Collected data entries
==================================================
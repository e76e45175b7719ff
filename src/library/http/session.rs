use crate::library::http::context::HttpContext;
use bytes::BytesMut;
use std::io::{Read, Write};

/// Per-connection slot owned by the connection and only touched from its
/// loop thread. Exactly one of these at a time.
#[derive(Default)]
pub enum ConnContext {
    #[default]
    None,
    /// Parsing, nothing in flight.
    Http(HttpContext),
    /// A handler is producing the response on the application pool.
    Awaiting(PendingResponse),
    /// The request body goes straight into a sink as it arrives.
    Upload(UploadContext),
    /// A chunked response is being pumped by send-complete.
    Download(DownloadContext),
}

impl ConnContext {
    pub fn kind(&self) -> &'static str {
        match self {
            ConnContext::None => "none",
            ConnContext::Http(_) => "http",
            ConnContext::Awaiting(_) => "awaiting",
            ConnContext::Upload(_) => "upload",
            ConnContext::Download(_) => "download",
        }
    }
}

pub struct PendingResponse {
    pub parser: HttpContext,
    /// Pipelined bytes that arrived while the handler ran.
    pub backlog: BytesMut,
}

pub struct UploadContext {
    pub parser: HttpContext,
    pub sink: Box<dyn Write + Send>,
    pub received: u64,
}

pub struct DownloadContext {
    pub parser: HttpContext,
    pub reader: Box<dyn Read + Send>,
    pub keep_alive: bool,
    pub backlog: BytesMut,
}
==================================================
Directions – If a line of the data holds the string "PendingResponse", list it.

Output of the exercise –
    Awaiting(PendingResponse),
pub struct PendingResponse {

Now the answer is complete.